Three skaters later, it was Brown's turn, and the two-time world junior championship medalist, doing his best Prince imitation, exhorted and played to the small but receptive crowd at Joe Louis Arena, an infectious smile quickly becoming his trademark.

Performing to Prince's "The Question of U" in, natch, a purple outfit adorned with sequins on his back and down one leg, Brown seemed to gain confidence as he went along, making up for an easier routine by pulling off his triple Axel, triple flip and triple toe loop and his triple Lutz with near flawless precision.

Too young to have ever seen the artist in his prime, Brown said he watches Prince videos to try to get into character.

"Once I started going into the jumps and the program picked up, that's when I realized I was competing as I trained and that's when I really started to open up to the audience and play to them and they were so supportive," Brown said.

But first Brown, who graduated with his Highland Park, Ill., high school class last spring before moving to Colorado to train, had to overcome the jitters in practice, not to mention competing with the likes of 2010 Olympic bronze medalist Daisuke Takahashi, 2011 World silver medalist Takahiko Kozuka and Machida.

"They are three of the best in the world," Brown said, "and it took me a couple minutes in practice this morning to say, 'I know this is real.' You think it's this dream.

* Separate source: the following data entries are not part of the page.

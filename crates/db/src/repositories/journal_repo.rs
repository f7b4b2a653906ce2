//! Repository for the `journals` and `journal_details` tables.

use std::collections::HashMap;

use issuelog_core::journal::{Journal, JournalDetail, NewJournal};
use issuelog_core::types::DbId;
use sqlx::PgPool;

use crate::models::journal::{JournalDetailRow, JournalRow};

/// Journal columns joined with the issue's project and the author's name.
const SELECT_JOURNALS: &str = "SELECT j.id, j.issue_id, i.project_id, j.user_id, \
    u.login AS author_login, u.firstname AS author_firstname, u.lastname AS author_lastname, \
    j.notes, j.private_notes, j.created_at, j.updated_at \
    FROM journals j \
    JOIN issues i ON i.id = j.issue_id \
    JOIN users u ON u.id = j.user_id";

/// Display order for journal listings.
const ORDER_BY: &str = "ORDER BY j.created_at ASC, j.id ASC";

/// Column list for journal_details queries.
const DETAIL_COLUMNS: &str = "id, journal_id, property, prop_key, old_value, value";

/// Provides CRUD operations for journals and their details.
pub struct JournalRepo;

impl JournalRepo {
    /// List all journals of an issue with details, oldest first.
    pub async fn list_for_issue(pool: &PgPool, issue_id: DbId) -> Result<Vec<Journal>, sqlx::Error> {
        let query = format!("{SELECT_JOURNALS} WHERE j.issue_id = $1 {ORDER_BY}");
        let rows = sqlx::query_as::<_, JournalRow>(&query)
            .bind(issue_id)
            .fetch_all(pool)
            .await?;
        Self::attach_details(pool, rows).await
    }

    /// List all journals of a project's issues with details, oldest first.
    pub async fn list_for_project(
        pool: &PgPool,
        project_id: DbId,
    ) -> Result<Vec<Journal>, sqlx::Error> {
        let query = format!("{SELECT_JOURNALS} WHERE i.project_id = $1 {ORDER_BY}");
        let rows = sqlx::query_as::<_, JournalRow>(&query)
            .bind(project_id)
            .fetch_all(pool)
            .await?;
        Self::attach_details(pool, rows).await
    }

    /// Find a journal with its details by ID.
    pub async fn find_by_id(pool: &PgPool, id: DbId) -> Result<Option<Journal>, sqlx::Error> {
        let query = format!("{SELECT_JOURNALS} WHERE j.id = $1");
        let row = sqlx::query_as::<_, JournalRow>(&query)
            .bind(id)
            .fetch_optional(pool)
            .await?;
        match row {
            Some(row) => Ok(Self::attach_details(pool, vec![row]).await?.pop()),
            None => Ok(None),
        }
    }

    /// Insert a journal and its details in one transaction.
    pub async fn create(pool: &PgPool, input: &NewJournal) -> Result<Journal, sqlx::Error> {
        let mut tx = pool.begin().await?;

        let (id,): (DbId,) = sqlx::query_as(
            "INSERT INTO journals (issue_id, user_id, notes, private_notes)
             VALUES ($1, $2, $3, $4)
             RETURNING id",
        )
        .bind(input.issue_id)
        .bind(input.user_id)
        .bind(&input.notes)
        .bind(input.private_notes)
        .fetch_one(&mut *tx)
        .await?;

        for detail in &input.details {
            sqlx::query(
                "INSERT INTO journal_details (journal_id, property, prop_key, old_value, value)
                 VALUES ($1, $2, $3, $4, $5)",
            )
            .bind(id)
            .bind(&detail.property)
            .bind(&detail.prop_key)
            .bind(&detail.old_value)
            .bind(&detail.value)
            .execute(&mut *tx)
            .await?;
        }

        tx.commit().await?;

        Self::find_by_id(pool, id)
            .await?
            .ok_or(sqlx::Error::RowNotFound)
    }

    /// Replace the notes of a journal and, when given, its private flag.
    ///
    /// Returns `None` if the journal does not exist.
    pub async fn update_notes(
        pool: &PgPool,
        id: DbId,
        notes: &str,
        private_notes: Option<bool>,
    ) -> Result<Option<Journal>, sqlx::Error> {
        let result = sqlx::query(
            "UPDATE journals SET
                notes = $1,
                private_notes = COALESCE($2, private_notes)
             WHERE id = $3",
        )
        .bind(notes)
        .bind(private_notes)
        .bind(id)
        .execute(pool)
        .await?;

        if result.rows_affected() == 0 {
            return Ok(None);
        }
        Self::find_by_id(pool, id).await
    }

    /// Delete a journal and its details in one transaction.
    ///
    /// Returns `true` if a journal was deleted.
    pub async fn delete(pool: &PgPool, id: DbId) -> Result<bool, sqlx::Error> {
        let mut tx = pool.begin().await?;

        sqlx::query("DELETE FROM journal_details WHERE journal_id = $1")
            .bind(id)
            .execute(&mut *tx)
            .await?;
        let result = sqlx::query("DELETE FROM journals WHERE id = $1")
            .bind(id)
            .execute(&mut *tx)
            .await?;

        tx.commit().await?;
        Ok(result.rows_affected() > 0)
    }

    /// Total number of journals.
    pub async fn count(pool: &PgPool) -> Result<i64, sqlx::Error> {
        let (count,): (i64,) = sqlx::query_as("SELECT COUNT(*) FROM journals")
            .fetch_one(pool)
            .await?;
        Ok(count)
    }

    /// Load the details of `rows` in one query and build domain journals.
    async fn attach_details(
        pool: &PgPool,
        rows: Vec<JournalRow>,
    ) -> Result<Vec<Journal>, sqlx::Error> {
        if rows.is_empty() {
            return Ok(Vec::new());
        }

        let ids: Vec<DbId> = rows.iter().map(|r| r.id).collect();
        let query = format!(
            "SELECT {DETAIL_COLUMNS} FROM journal_details
             WHERE journal_id = ANY($1)
             ORDER BY id ASC"
        );
        let details = sqlx::query_as::<_, JournalDetailRow>(&query)
            .bind(&ids)
            .fetch_all(pool)
            .await?;

        let mut by_journal: HashMap<DbId, Vec<JournalDetail>> = HashMap::new();
        for detail in details {
            by_journal
                .entry(detail.journal_id)
                .or_default()
                .push(detail.into());
        }

        Ok(rows
            .into_iter()
            .map(|row| {
                let details = by_journal.remove(&row.id).unwrap_or_default();
                row.into_journal(details)
            })
            .collect())
    }
}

And then you come back to reality."

He was aiming for a 79 and ended up with an 83.78, a whopping 13 points better than his previous personal-best.

"I think this whole year I've been telling myself that anything I get is going to be an experience," he said. "Finding out and then competing here two weeks later was definitely a great learning experience."

And it makes the idea of making the Olympic team, he said, not so crazy.

"Every day it gets a little more of like, 'This could be possible. This could be a reality,' " Brown said. "And that's something that's on my mind."